Bursal and thymic reticular epithelial cells in the chicken: preparation of in vitro monolayer cultures

Abstract

To study the nature of reticular epithelial (REp) cells and their role in the specific microenvironments of the chicken bursa and thymus, a method was developed for the in vitro culture of purified preparations of these cells. For comparison, similar cultures of splenic adherent cells were also performed. REp cell-rich bursa medullary follicles and mildly trypsinized thymic fragments were X-irradiated (850 rad) to eliminate remaining lymphocytes and transferred to culture flasks. In bursal cultures, after 2-4 days incubation the basement membrane (BM) encapsulating the follicles disrupted and the immediately underlying epithelial cells grew out as a monolayer. By 10 days, REp cells at the periphery developed cytoplasmic processes; occasionally these cells appeared to "bud-off" and grow as isolated dendritic cells. Thymic REp cells were generally slower to proliferate but formed a monolayer by 10-14 days. Splenic adherent cells developed extensive growth within 4 days. REp cells were distinguished from fibroblasts, when present, morphologically and by their limited phagocytic ability. The former were also periodic acid-Sciffs reagent (PAS)-positive and produced reticulin granules.
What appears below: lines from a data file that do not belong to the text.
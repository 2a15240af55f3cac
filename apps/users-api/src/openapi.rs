//! OpenAPI documentation configuration

use utoipa::OpenApi;

/// Combined OpenAPI documentation for all APIs
#[derive(OpenApi)]
#[openapi(
    info(
        title = "Users API",
        version = "0.1.0",
        description = "MongoDB-backed REST API for managing users, with pagination and search"
    ),
    servers(
        (url = "http://localhost:3001", description = "Local development server")
    ),
    nest(
        (path = "/api/users", api = domain_users::ApiDoc)
    ),
    tags(
        (name = "Users", description = "User management endpoints (MongoDB)")
    )
)]
pub struct ApiDoc;
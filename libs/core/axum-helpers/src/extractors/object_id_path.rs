//! ObjectId path parameter extractor with automatic validation.

use crate::errors::AppError;
use axum::{
    extract::{FromRequestParts, Path},
    http::request::Parts,
    response::{IntoResponse, Response},
};
use mongodb::bson::oid::ObjectId;

/// Extractor for MongoDB ObjectId path parameters.
///
/// Parses the single path parameter as a 24-character hex ObjectId and
/// answers `400 { "error": ... }` when it is malformed.
///
/// # Example
/// ```ignore
/// use axum::Router;
/// use axum::routing::delete;
/// use axum_helpers::extractors::ObjectIdPath;
///
/// async fn delete_user(ObjectIdPath(id): ObjectIdPath) -> String {
///     format!("User ID: {}", id)
/// }
///
/// let app = Router::new().route("/users/{id}", delete(delete_user));
/// ```
pub struct ObjectIdPath(pub ObjectId);

impl<S> FromRequestParts<S> for ObjectIdPath
where
    S: Send + Sync,
{
    type Rejection = Response;

    async fn from_request_parts(parts: &mut Parts, state: &S) -> Result<Self, Self::Rejection> {
        let Path(id) = Path::<String>::from_request_parts(parts, state)
            .await
            .map_err(|e| AppError::BadRequest(e.body_text()).into_response())?;

        match ObjectId::parse_str(&id) {
            Ok(oid) => Ok(ObjectIdPath(oid)),
            Err(_) => Err(AppError::BadRequest(format!("Invalid id: {}", id)).into_response()),
        }
    }
}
Bursal REp cells were also positive for a gut-associated mucin, but this may have been bound in vivo prior to culture. Neither T nor B lymphocyte-specific antigens were detectable on the cultured REp cells or splenic adherent cells, but they were all rich in cytoplasmic actin. A major feature of REp cells to emerge in this study was the obvious presence of subpopulations of these cells, which raises important questions as to their exact nature and lineage. The accompanying paper details the ability of the bursal and thymic REp cell cultures to induce B-or T-lymphocyte differentiation, respectively, in vitro.